In the further development of the method proposed according to the invention, in a first operating mode of the cell stack, in which gaseous medium, in particular H, is generated, a first diagonally arranged pair of valves is transferred to its open position and the gaseous medium, in particular H, escapes from the cell stack, while a second diagonally arranged pair of valves assumes its closed position in the first operating mode. In the first mode of operation, a continuous production of gaseous medium, in particular H, is thus ensured.

In the method proposed according to the invention, in the shutdown mode of the cell stack in which production of the gaseous medium, in particular H, is shut down, the first diagonally arranged pair of valves is transferred to the closed position, while the second diagonally arranged pair of valves assumes its open position. In the shutdown mode, the gaseous medium still present in the cell stack thus leaves the latter.
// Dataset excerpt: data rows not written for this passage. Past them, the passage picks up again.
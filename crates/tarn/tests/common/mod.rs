//! Shared helpers for building typed program trees.
//!
//! The front end (lexer, parser, checker) lives outside this crate, so the
//! suites construct the checked tree directly: every expression carries the
//! type the checker would have resolved for it.

#![allow(dead_code)]

use std::sync::Arc;

use indexmap::IndexMap;

use tarn::{
    CodeLoc, CollectStringPrint, NoopTracer, RunResult, Value, Vm,
    ast::{Arg, AssignTarget, BinaryOp, Block, CatchArm, Expr, ExprKind, Match, MatchArms, Module, Program, Stmt},
    types::{EnumDef, FunctionDef, Param, StructDef, StructId, Type},
};

pub fn loc() -> CodeLoc {
    CodeLoc::default()
}

// --- Expressions -----------------------------------------------------------

pub fn int(i: i64) -> Expr {
    Expr::new(ExprKind::Int(i), Type::Int, loc())
}

pub fn float(f: f64) -> Expr {
    Expr::new(ExprKind::Float(f), Type::Float, loc())
}

pub fn boolean(b: bool) -> Expr {
    Expr::new(ExprKind::Bool(b), Type::Bool, loc())
}

pub fn string(s: &str) -> Expr {
    Expr::new(ExprKind::Str(Arc::from(s)), Type::Str, loc())
}

pub fn ident(name: &str, ty: Type) -> Expr {
    Expr::new(ExprKind::Ident(Arc::from(name)), ty, loc())
}

pub fn template(parts: Vec<Expr>) -> Expr {
    Expr::new(ExprKind::Template(parts), Type::Str, loc())
}

pub fn list_lit(elem: Type, items: Vec<Expr>) -> Expr {
    let ty = Type::list(elem);
    Expr::new(ExprKind::ListLit(items), ty, loc())
}

pub fn map_lit(key: Type, value: Type, pairs: Vec<(Expr, Expr)>) -> Expr {
    let ty = Type::map(key, value);
    Expr::new(ExprKind::MapLit(pairs), ty, loc())
}

pub fn binary(op: BinaryOp, ty: Type, lhs: Expr, rhs: Expr) -> Expr {
    Expr::new(
        ExprKind::Binary {
            op,
            lhs: Box::new(lhs),
            rhs: Box::new(rhs),
        },
        ty,
        loc(),
    )
}

pub fn and(lhs: Expr, rhs: Expr) -> Expr {
    Expr::new(
        ExprKind::And {
            lhs: Box::new(lhs),
            rhs: Box::new(rhs),
        },
        Type::Bool,
        loc(),
    )
}

pub fn or(lhs: Expr, rhs: Expr) -> Expr {
    Expr::new(
        ExprKind::Or {
            lhs: Box::new(lhs),
            rhs: Box::new(rhs),
        },
        Type::Bool,
        loc(),
    )
}

pub fn field(target: Expr, name: &str, ty: Type) -> Expr {
    Expr::new(
        ExprKind::Field {
            target: Box::new(target),
            name: Arc::from(name),
        },
        ty,
        loc(),
    )
}

pub fn call(callee: Expr, args: Vec<Arg>, ty: Type) -> Expr {
    Expr::new(
        ExprKind::Call {
            callee: Box::new(callee),
            args,
        },
        ty,
        loc(),
    )
}

pub fn method(target: Expr, name: &str, args: Vec<Arg>, ty: Type) -> Expr {
    Expr::new(
        ExprKind::MethodCall {
            target: Box::new(target),
            method: Arc::from(name),
            args,
        },
        ty,
        loc(),
    )
}

pub fn static_call(target: Type, name: &str, args: Vec<Arg>, ty: Type) -> Expr {
    Expr::new(
        ExprKind::StaticCall {
            target,
            name: Arc::from(name),
            args,
        },
        ty,
        loc(),
    )
}

pub fn module_call(module: &str, func: &str, args: Vec<Arg>, ty: Type) -> Expr {
    Expr::new(
        ExprKind::ModuleCall {
            module: Arc::from(module),
            func: Arc::from(func),
            args,
        },
        ty,
        loc(),
    )
}

pub fn lambda(def: Arc<FunctionDef>) -> Expr {
    let ty = Type::Function(Arc::new(tarn::types::FunctionSig {
        params: def.params.iter().map(|p| p.ty.clone()).collect(),
        ret: def.ret.clone(),
    }));
    Expr::new(ExprKind::Lambda(def), ty, loc())
}

pub fn try_expr(operand: Expr, catch: Option<(&str, Block)>, ty: Type) -> Expr {
    Expr::new(
        ExprKind::Try {
            operand: Box::new(operand),
            catch: catch.map(|(bind, body)| CatchArm {
                bind: Arc::from(bind),
                body,
            }),
        },
        ty,
        loc(),
    )
}

pub fn panic_expr(message: Expr) -> Expr {
    Expr::new(ExprKind::Panic(Box::new(message)), Type::Void, loc())
}

pub fn copy_expr(operand: Expr, ty: Type) -> Expr {
    Expr::new(ExprKind::Copy(Box::new(operand)), ty, loc())
}

pub fn if_expr(arms: Vec<(Expr, Block)>, fallback: Option<Block>, ty: Type) -> Expr {
    Expr::new(ExprKind::If { arms, fallback }, ty, loc())
}

pub fn match_expr(subject: Expr, arms: MatchArms, ty: Type) -> Expr {
    Expr::new(ExprKind::Match(Box::new(Match { subject, arms })), ty, loc())
}

pub fn struct_lit(def: &Arc<StructDef>, fields: Vec<(&str, Expr)>) -> Expr {
    let ty = Type::Struct(def.clone());
    Expr::new(
        ExprKind::StructLit {
            def: def.clone(),
            fields: fields.into_iter().map(|(name, value)| (Arc::from(name), value)).collect(),
        },
        ty,
        loc(),
    )
}

pub fn enum_lit(def: &Arc<EnumDef>, tag: usize) -> Expr {
    Expr::new(
        ExprKind::EnumLit {
            def: def.clone(),
            tag,
        },
        Type::Enum(def.clone()),
        loc(),
    )
}

pub fn positional(value: Expr) -> Arg {
    Arg::positional(value)
}

pub fn labelled(label: &str, value: Expr) -> Arg {
    Arg::labelled(label, value)
}

// --- Statements ------------------------------------------------------------

pub fn let_stmt(name: &str, ty: Type, value: Expr) -> Stmt {
    Stmt::Let {
        name: Arc::from(name),
        ty,
        mutable: false,
        value,
    }
}

pub fn mut_stmt(name: &str, ty: Type, value: Expr) -> Stmt {
    Stmt::Let {
        name: Arc::from(name),
        ty,
        mutable: true,
        value,
    }
}

pub fn assign_name(name: &str, value: Expr) -> Stmt {
    Stmt::Assign {
        target: AssignTarget::Name(Arc::from(name)),
        value,
    }
}

pub fn assign_field(base: Expr, path: Vec<&str>, value: Expr) -> Stmt {
    Stmt::Assign {
        target: AssignTarget::Field {
            base,
            path: path.into_iter().map(Arc::from).collect(),
        },
        value,
    }
}

pub fn expr_stmt(expr: Expr) -> Stmt {
    Stmt::Expr(expr)
}

pub fn while_stmt(cond: Expr, body: Block) -> Stmt {
    Stmt::While { cond, body }
}

pub fn for_range(var: &str, start: Expr, end: Expr, body: Block) -> Stmt {
    Stmt::ForRange {
        var: Arc::from(var),
        start,
        end,
        body,
    }
}

pub fn for_in(bind: &str, bind_extra: Option<&str>, subject: Expr, body: Block) -> Stmt {
    Stmt::ForIn {
        bind: Arc::from(bind),
        bind_extra: bind_extra.map(Arc::from),
        subject,
        body,
    }
}

pub fn break_stmt() -> Stmt {
    Stmt::Break { loc: loc() }
}

pub fn block(stmts: Vec<Stmt>) -> Block {
    Block::new(stmts)
}

// --- Definitions -----------------------------------------------------------

pub fn param(name: &str, ty: Type) -> Param {
    Param::new(name, ty)
}

pub fn fn_def(name: &str, params: Vec<Param>, ret: Type, body: Block) -> Arc<FunctionDef> {
    Arc::new(FunctionDef {
        name: Arc::from(name),
        public: true,
        params,
        ret,
        body,
        loc: loc(),
    })
}

pub fn private_fn_def(name: &str, params: Vec<Param>, ret: Type, body: Block) -> Arc<FunctionDef> {
    Arc::new(FunctionDef {
        name: Arc::from(name),
        public: false,
        params,
        ret,
        body,
        loc: loc(),
    })
}

pub fn struct_def(
    id: u32,
    name: &str,
    fields: Vec<(&str, Type)>,
    methods: Vec<Arc<FunctionDef>>,
    statics: Vec<Arc<FunctionDef>>,
) -> Arc<StructDef> {
    let fields: IndexMap<String, Type> = fields.into_iter().map(|(name, ty)| (name.to_owned(), ty)).collect();
    Arc::new(StructDef {
        id: StructId(id),
        name: Arc::from(name),
        public: true,
        fields,
        methods,
        statics,
    })
}

pub fn enum_def(name: &str, variants: Vec<&str>) -> Arc<EnumDef> {
    Arc::new(EnumDef {
        name: Arc::from(name),
        public: true,
        variants: variants.into_iter().map(Arc::from).collect(),
        display_overrides: None,
    })
}

// --- Programs --------------------------------------------------------------

pub fn program(stmts: Vec<Stmt>) -> Program {
    program_with_modules(vec![("main", stmts)], "main")
}

pub fn program_with_modules(modules: Vec<(&str, Vec<Stmt>)>, entry: &str) -> Program {
    Program {
        modules: modules
            .into_iter()
            .map(|(path, stmts)| {
                Arc::new(Module {
                    path: Arc::from(path),
                    body: Block::new(stmts),
                })
            })
            .collect(),
        entry: Arc::from(entry),
    }
}

/// Runs a single-module program and returns its final value.
pub fn run_program(stmts: Vec<Stmt>) -> RunResult<Value> {
    Vm::new(program(stmts)).run()
}

/// Runs a single-module program, returning its final value and everything
/// it printed.
pub fn run_with_output(stmts: Vec<Stmt>) -> (RunResult<Value>, String) {
    let writer = CollectStringPrint::new();
    let handle = writer.handle();
    let vm = Vm::with_io(program(stmts), Box::new(writer), Arc::new(NoopTracer));
    let result = vm.run();
    let output = handle.lock().unwrap().clone();
    (result, output)
}

/// Asserts the program's final value is the given string.
pub fn assert_runs_to_str(stmts: Vec<Stmt>, expected: &str) {
    let value = run_program(stmts).unwrap();
    assert_eq!(&*value.as_str(), expected);
}

/// Asserts the program's final value is the given integer.
pub fn assert_runs_to_int(stmts: Vec<Stmt>, expected: i64) {
    let value = run_program(stmts).unwrap();
    assert_eq!(value.as_int(), expected);
}
//! The foreign-function boundary as seen from running programs.

mod common;

use std::sync::Arc;

use common::*;
use pretty_assertions::assert_eq;
use tarn::{Value, Vm, ast::Stmt, types::{ExternalFunctionDef, Param, Type}};

fn external_fn(name: &str, binding: &str, params: Vec<Param>, ret: Type) -> Arc<ExternalFunctionDef> {
    Arc::new(ExternalFunctionDef {
        name: name.into(),
        public: true,
        params,
        ret,
        binding: binding.into(),
    })
}

#[test]
fn embedder_modules_resolve_through_the_foreign_registry() {
    // No handler is registered for "host"; the call falls through to the
    // foreign table directly.
    let stmts = vec![expr_stmt(module_call(
        "host",
        "answer",
        vec![positional(int(2))],
        Type::Int,
    ))];
    let vm = Vm::new(program(stmts));
    vm.register_foreign("host.answer", Arc::new(|args, _ret| Ok(Value::Int(40 + args[0].as_int()))))
        .unwrap();
    assert_eq!(vm.run().unwrap().as_int(), 42);
}

#[test]
fn duplicate_registration_is_rejected() {
    let vm = Vm::new(program(vec![expr_stmt(int(0))]));
    vm.register_foreign("host.f", Arc::new(|_args, _ret| Ok(Value::Void))).unwrap();
    let err = vm
        .register_foreign("host.f", Arc::new(|_args, _ret| Ok(Value::Void)))
        .unwrap_err();
    assert!(err.message.contains("already registered"));
}

#[test]
fn declared_external_functions_are_plain_closures() {
    // extern fn greet(name Str) Str = "host.greet";  greet(name: "tarn")
    let greet = external_fn("greet", "host.greet", vec![Param::new("name", Type::Str)], Type::Str);
    let stmts = vec![
        Stmt::ExternalFunction(greet),
        expr_stmt(call(
            ident("greet", Type::Str),
            vec![labelled("name", string("tarn"))],
            Type::Str,
        )),
    ];
    let vm = Vm::new(program(stmts));
    vm.register_foreign(
        "host.greet",
        Arc::new(|args, _ret| Ok(Value::str(format!("hello {}", args[0].as_str())))),
    )
    .unwrap();
    assert_eq!(&*vm.run().unwrap().as_str(), "hello tarn");
}

#[test]
fn native_panics_become_err_when_the_signature_allows() {
    let result_ty = Type::result(Type::Str, Type::Str);
    let read = external_fn("read", "host.read", vec![], result_ty);
    let stmts = vec![
        Stmt::ExternalFunction(read.clone()),
        expr_stmt(call(ident("read", Type::Str), vec![], read.ret.clone())),
    ];
    let vm = Vm::new(program(stmts));
    vm.register_foreign("host.read", Arc::new(|_args, _ret| panic!("disk on fire")))
        .unwrap();
    let value = vm.run().unwrap();
    assert!(value.is_err());
    assert_eq!(
        &*value.result_cell().inner.as_str(),
        "panic in FFI function 'host.read': disk on fire"
    );
}

#[test]
fn native_panics_reraise_when_the_signature_cannot_absorb_them() {
    let read = external_fn("read", "host.read", vec![], Type::Str);
    let stmts = vec![
        Stmt::ExternalFunction(read),
        expr_stmt(call(ident("read", Type::Str), vec![], Type::Str)),
    ];
    let vm = Vm::new(program(stmts));
    vm.register_foreign("host.read", Arc::new(|_args, _ret| panic!("disk on fire")))
        .unwrap();
    let err = vm.run().unwrap_err();
    assert_eq!(err.message, "panic in FFI function 'host.read': disk on fire");
}

#[test]
fn unregistered_bindings_fail_with_a_clear_panic() {
    let stmts = vec![expr_stmt(module_call("host", "missing", vec![], Type::Void))];
    let err = Vm::new(program(stmts)).run().unwrap_err();
    assert!(err.message.contains("no foreign function registered for 'host.missing'"));
}

#[test]
fn json_and_decode_round_trip_dynamic_data() {
    // json::parse("{\"user\":{\"age\":30}}") |> decode.at(["user","age"]) |> decode.int
    let dynamic_result = Type::result(Type::Dynamic, Type::Str);
    let stmts = vec![
        let_stmt(
            "parsed",
            Type::Dynamic,
            method(
                module_call(
                    "json",
                    "parse",
                    vec![positional(string(r#"{"user":{"age":30}}"#))],
                    dynamic_result.clone(),
                ),
                "expect",
                vec![positional(string("parse failed"))],
                Type::Dynamic,
            ),
        ),
        let_stmt(
            "age_node",
            Type::Dynamic,
            method(
                module_call(
                    "decode",
                    "at",
                    vec![
                        positional(ident("parsed", Type::Dynamic)),
                        positional(list_lit(Type::Str, vec![string("user"), string("age")])),
                    ],
                    dynamic_result.clone(),
                ),
                "expect",
                vec![positional(string("lookup failed"))],
                Type::Dynamic,
            ),
        ),
        expr_stmt(method(
            module_call(
                "decode",
                "int",
                vec![positional(ident("age_node", Type::Dynamic))],
                Type::result(Type::Int, Type::Str),
            ),
            "expect",
            vec![positional(string("decode failed"))],
            Type::Int,
        )),
    ];
    assert_runs_to_int(stmts, 30);
}

#[test]
fn decode_errors_lead_with_the_outermost_field() {
    let dynamic_result = Type::result(Type::Dynamic, Type::Str);
    let stmts = vec![
        let_stmt(
            "parsed",
            Type::Dynamic,
            method(
                module_call(
                    "json",
                    "parse",
                    vec![positional(string(r#"{"user":{}}"#))],
                    dynamic_result.clone(),
                ),
                "expect",
                vec![positional(string("parse failed"))],
                Type::Dynamic,
            ),
        ),
        expr_stmt(method(
            module_call(
                "decode",
                "at",
                vec![
                    positional(ident("parsed", Type::Dynamic)),
                    positional(list_lit(Type::Str, vec![string("user"), string("address"), string("city")])),
                ],
                dynamic_result,
            ),
            "expect",
            vec![positional(string("lookup"))],
            Type::Dynamic,
        )),
    ];
    let err = run_program(stmts).unwrap_err();
    assert_eq!(err.message, "lookup: user.address: missing field 'address'");
}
In the further development of the method proposed according to the invention, gaseous medium, in particular H, is driven out from the cell stack by flushing it with an inert gas via the second diagonally arranged pair of valves in the open position. Flushing the cell stack with inert gas, for example air or nitrogen, transfers the cell stack to a safe state in the shutdown mode by removing all residues of gaseous medium, in particular H, from the cell stack.

Moreover, the invention relates to the use of the method according to the invention set forth above for operating an electrolyzer or a fuel cell for driving an electrically driven vehicle.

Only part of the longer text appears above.